In quella zona, i peshmerga sono soprattutto impegnati nella riconquista della città, considerata strategica, di Jalawla. In questa stessa zona sembra che accanto ai peshmerga stiano battendosi dei membri delle Guardie della rivoluzione iraniana, e si capisce che la conferma di una loro presenza mostrerebbe un quadro molto diverso, militarmente e politicamente. Ieri era anche corsa voce che truppe curde e federali preparino una grossa offensiva per spezzare l’accerchiamento dell’Is: ma c’è il timore che, com’è successo per due volte a Tikrit, il tentativo fallisca e lasci alla mercé degli assedianti la popolazione civile. La vigilia era stata resa più rovente dalla strage di sunniti compiuta da sciiti a Diyala, che ha sospeso anche la trattativa sul nuovo governo a Bagdad.
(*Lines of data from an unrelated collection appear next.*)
//! Configuration management for the `tripcast` application
//!
//! Handles loading configuration from files and environment variables,
//! and provides validation for all configuration settings.

use crate::TripcastError;
use anyhow::{Context, Result};
use config::{Config, Environment, File};
use serde::{Deserialize, Serialize};
use std::path::PathBuf;

/// Root configuration structure for the `tripcast` application
#[derive(Debug, Clone, Serialize, Deserialize, Default)]
pub struct TripcastConfig {
    /// Weather and geocoding service locations
    #[serde(default)]
    pub endpoints: EndpointsConfig,
    /// Logging configuration
    #[serde(default)]
    pub logging: LoggingConfig,
    /// Values offered when the user just presses Enter
    #[serde(default)]
    pub defaults: DefaultsConfig,
    /// Where artifacts are read from and written to
    #[serde(default)]
    pub output: OutputConfig,
}

/// Base URLs of the services the pipeline talks to
#[derive(Debug, Clone, Serialize, Deserialize)]
pub struct EndpointsConfig {
    #[serde(default = "default_geocode_url")]
    pub geocode_url: String,
    #[serde(default = "default_forecast_url")]
    pub forecast_url: String,
    #[serde(default = "default_archive_url")]
    pub archive_url: String,
}

/// Logging configuration settings
#[derive(Debug, Clone, Serialize, Deserialize)]
pub struct LoggingConfig {
    /// Log level (error, warn, info, debug, trace)
    #[serde(default = "default_log_level")]
    pub level: String,
    /// Log format (pretty or json)
    #[serde(default = "default_log_format")]
    pub format: String,
    /// Log output destination (console, file, both)
    #[serde(default = "default_log_output")]
    pub output: String,
    /// Directory receiving the timestamped log file
    #[serde(default = "default_log_directory")]
    pub directory: String,
}

/// Default application settings
#[derive(Debug, Clone, Serialize, Deserialize)]
pub struct DefaultsConfig {
    #[serde(default = "default_city")]
    pub city: String,
    #[serde(default = "default_street")]
    pub street: String,
    #[serde(default = "default_forecast_days")]
    pub forecast_days: u32,
    #[serde(default = "default_history_years")]
    pub history_years: u32,
    /// Timezone used for daily aggregates of the detailed forecast
    #[serde(default = "default_timezone")]
    pub timezone: String,
}

/// Artifact paths
#[derive(Debug, Clone, Serialize, Deserialize)]
pub struct OutputConfig {
    #[serde(default = "default_trip_file")]
    pub trip_file: String,
    #[serde(default = "default_map_file")]
    pub map_file: String,
    #[serde(default = "default_chart_file")]
    pub chart_file: String,
    #[serde(default = "default_enriched_file")]
    pub enriched_file: String,
}

// Default value functions
fn default_geocode_url() -> String {
    "https://geocode.maps.co".to_string()
}

fn default_forecast_url() -> String {
    "https://api.open-meteo.com".to_string()
}

fn default_archive_url() -> String {
    "https://archive-api.open-meteo.com".to_string()
}

fn default_log_level() -> String {
    "info".to_string()
}

fn default_log_format() -> String {
    "pretty".to_string()
}

fn default_log_output() -> String {
    "both".to_string()
}

fn default_log_directory() -> String {
    ".".to_string()
}

fn default_city() -> String {
    "Wroclaw".to_string()
}

fn default_street() -> String {
    "Fabryczna".to_string()
}

fn default_forecast_days() -> u32 {
    5
}

fn default_history_years() -> u32 {
    4
}

fn default_timezone() -> String {
    "Europe/Berlin".to_string()
}

fn default_trip_file() -> String {
    "route_data.csv".to_string()
}

fn default_map_file() -> String {
    "map.html".to_string()
}

fn default_chart_file() -> String {
    "forecast_chart.svg".to_string()
}

fn default_enriched_file() -> String {
    "route_data_enriched.csv".to_string()
}

impl Default for EndpointsConfig {
    fn default() -> Self {
        Self {
            geocode_url: default_geocode_url(),
            forecast_url: default_forecast_url(),
            archive_url: default_archive_url(),
        }
    }
}

impl Default for LoggingConfig {
    fn default() -> Self {
        Self {
            level: default_log_level(),
            format: default_log_format(),
            output: default_log_output(),
            directory: default_log_directory(),
        }
    }
}

impl Default for DefaultsConfig {
    fn default() -> Self {
        Self {
            city: default_city(),
            street: default_street(),
            forecast_days: default_forecast_days(),
            history_years: default_history_years(),
            timezone: default_timezone(),
        }
    }
}

impl Default for OutputConfig {
    fn default() -> Self {
        Self {
            trip_file: default_trip_file(),
            map_file: default_map_file(),
            chart_file: default_chart_file(),
            enriched_file: default_enriched_file(),
        }
    }
}

impl TripcastConfig {
    /// Load configuration from `config_path`, or the default location, then
    /// apply environment overrides
    pub fn load_from_path(config_path: Option<PathBuf>) -> Result<Self> {
        let mut builder = Config::builder();

        // Load from file if path is provided or use default location
        let config_file = config_path.unwrap_or_else(|| {
            Self::get_config_path().unwrap_or_else(|| PathBuf::from("config.toml"))
        });

        if config_file.exists() {
            builder = builder.add_source(
                File::from(config_file.clone())
                    .required(false)
                    .format(config::FileFormat::Toml),
            );
        }

        // TRIPCAST__DEFAULTS__CITY=Berlin overrides defaults.city
        builder = builder.add_source(
            Environment::with_prefix("TRIPCAST")
                .prefix_separator("__")
                .separator("__")
                .try_parsing(true),
        );

        let settings = builder
            .build()
            .with_context(|| "Failed to build configuration")?;

        let mut config: TripcastConfig = settings
            .try_deserialize()
            .with_context(|| "Failed to deserialize configuration")?;

        config.apply_defaults();
        config.validate()?;

        Ok(config)
    }

    /// Get the default configuration file path
    #[must_use]
    pub fn get_config_path() -> Option<PathBuf> {
        dirs::config_dir().map(|dir| dir.join("tripcast").join("config.toml"))
    }

    /// Apply default values to missing configuration fields
    pub fn apply_defaults(&mut self) {
        if self.endpoints.geocode_url.is_empty() {
            self.endpoints.geocode_url = default_geocode_url();
        }
        if self.endpoints.forecast_url.is_empty() {
            self.endpoints.forecast_url = default_forecast_url();
        }
        if self.endpoints.archive_url.is_empty() {
            self.endpoints.archive_url = default_archive_url();
        }
        if self.logging.level.is_empty() {
            self.logging.level = default_log_level();
        }
        if self.logging.format.is_empty() {
            self.logging.format = default_log_format();
        }
        if self.logging.output.is_empty() {
            self.logging.output = default_log_output();
        }
        if self.logging.directory.is_empty() {
            self.logging.directory = default_log_directory();
        }
        if self.defaults.city.is_empty() {
            self.defaults.city = default_city();
        }
        if self.defaults.street.is_empty() {
            self.defaults.street = default_street();
        }
        if self.defaults.timezone.is_empty() {
            self.defaults.timezone = default_timezone();
        }
    }

    /// Validate all configuration settings
    pub fn validate(&self) -> Result<()> {
        self.validate_endpoints()?;
        self.validate_defaults()?;
        self.validate_string_values()?;
        Ok(())
    }

    fn validate_endpoints(&self) -> Result<()> {
        for (name, url) in [
            ("geocode_url", &self.endpoints.geocode_url),
            ("forecast_url", &self.endpoints.forecast_url),
            ("archive_url", &self.endpoints.archive_url),
        ] {
            if !url.starts_with("http://") && !url.starts_with("https://") {
                return Err(TripcastError::config(format!(
                    "Endpoint {name} must be a valid HTTP or HTTPS URL, got '{url}'"
                ))
                .into());
            }
        }
        Ok(())
    }

    /// The defaults are offered at prompts, so they must pass the same checks as user input
    fn validate_defaults(&self) -> Result<()> {
        if !(1..=16).contains(&self.defaults.forecast_days) {
            return Err(TripcastError::config(
                "Default forecast days must be between 1 and 16",
            )
            .into());
        }

        if self.defaults.history_years == 0 {
            return Err(TripcastError::config("Default history years must be at least 1").into());
        }

        Ok(())
    }

    /// Validate string configuration values
    fn validate_string_values(&self) -> Result<()> {
        let valid_log_levels = ["error", "warn", "info", "debug", "trace"];
        if !valid_log_levels.contains(&self.logging.level.as_str()) {
            return Err(TripcastError::config(format!(
                "Invalid log level '{}'. Must be one of: {}",
                self.logging.level,
                valid_log_levels.join(", ")
            ))
            .into());
        }

        let valid_log_formats = ["pretty", "json"];
        if !valid_log_formats.contains(&self.logging.format.as_str()) {
            return Err(TripcastError::config(format!(
                "Invalid log format '{}'. Must be one of: {}",
                self.logging.format,
                valid_log_formats.join(", ")
            ))
            .into());
        }

        let valid_log_outputs = ["console", "file", "both"];
        if !valid_log_outputs.contains(&self.logging.output.as_str()) {
            return Err(TripcastError::config(format!(
                "Invalid log output '{}'. Must be one of: {}",
                self.logging.output,
                valid_log_outputs.join(", ")
            ))
            .into());
        }

        Ok(())
    }
}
E allora, che cosa sarà della gente di Amerli? Gli americani potrebbero allentare l’assedio provvisoriamente con dei raid, ma sembrano sentirsi troppo impegnati su altri fronti. E l’Onu? E l’Europa? Gli europei non sono in grado di mettere in piedi nel giro di giorni, di ore, un’operazione — non importa il nome, militare, di polizia, di protezione civile, di decenza umana — che copra l’evacuazione di bambini e donne dalla morsa in cui sono stretti e li porti al sicuro, e se ne torni a casa? Tutti riconoscono che bisogna aprire e mettere in sicurezza un corridoio temporaneo attraverso cui i civili non combattenti vengano accompagnati fuori. È ragionevole immaginare che siano pronti ad accoglierli, dopo una prima assistenza, i centri di Karbala e Najaf. Hollande, Merkel, Renzi, Cameron, Tusk, Rasmussen, i loro ministri della difesa, i loro colleghi europei e della Nato, non sono disposti a farlo? Non sono in grado di farlo? Pensano che anche questo modo di «mettere i piedi per terra», e poi ritirarli su, sia una compromissione eccessiva? Il tentativo (fallito, purtroppo) di liberare gli ostaggi americani, come James Foley, in Siria, metteva i piedi per terra: ad Amerli, gli ostaggi sono migliaia, e la minaccia su di loro non è diversa. È assai dubbio, si obietterà, che l’Europa possa trasformare una renitenza alla leva inveterata addirittura in un pronto intervento. Forse sì: ma forse buttarsi mentre davanti ai propri occhi qualcuno annega è più naturale che iscriversi a un corso di bagnino. L’unica cosa che non bisognerà lasciar dire a nessuno, dopo , sarà di non aver visto che annegavano.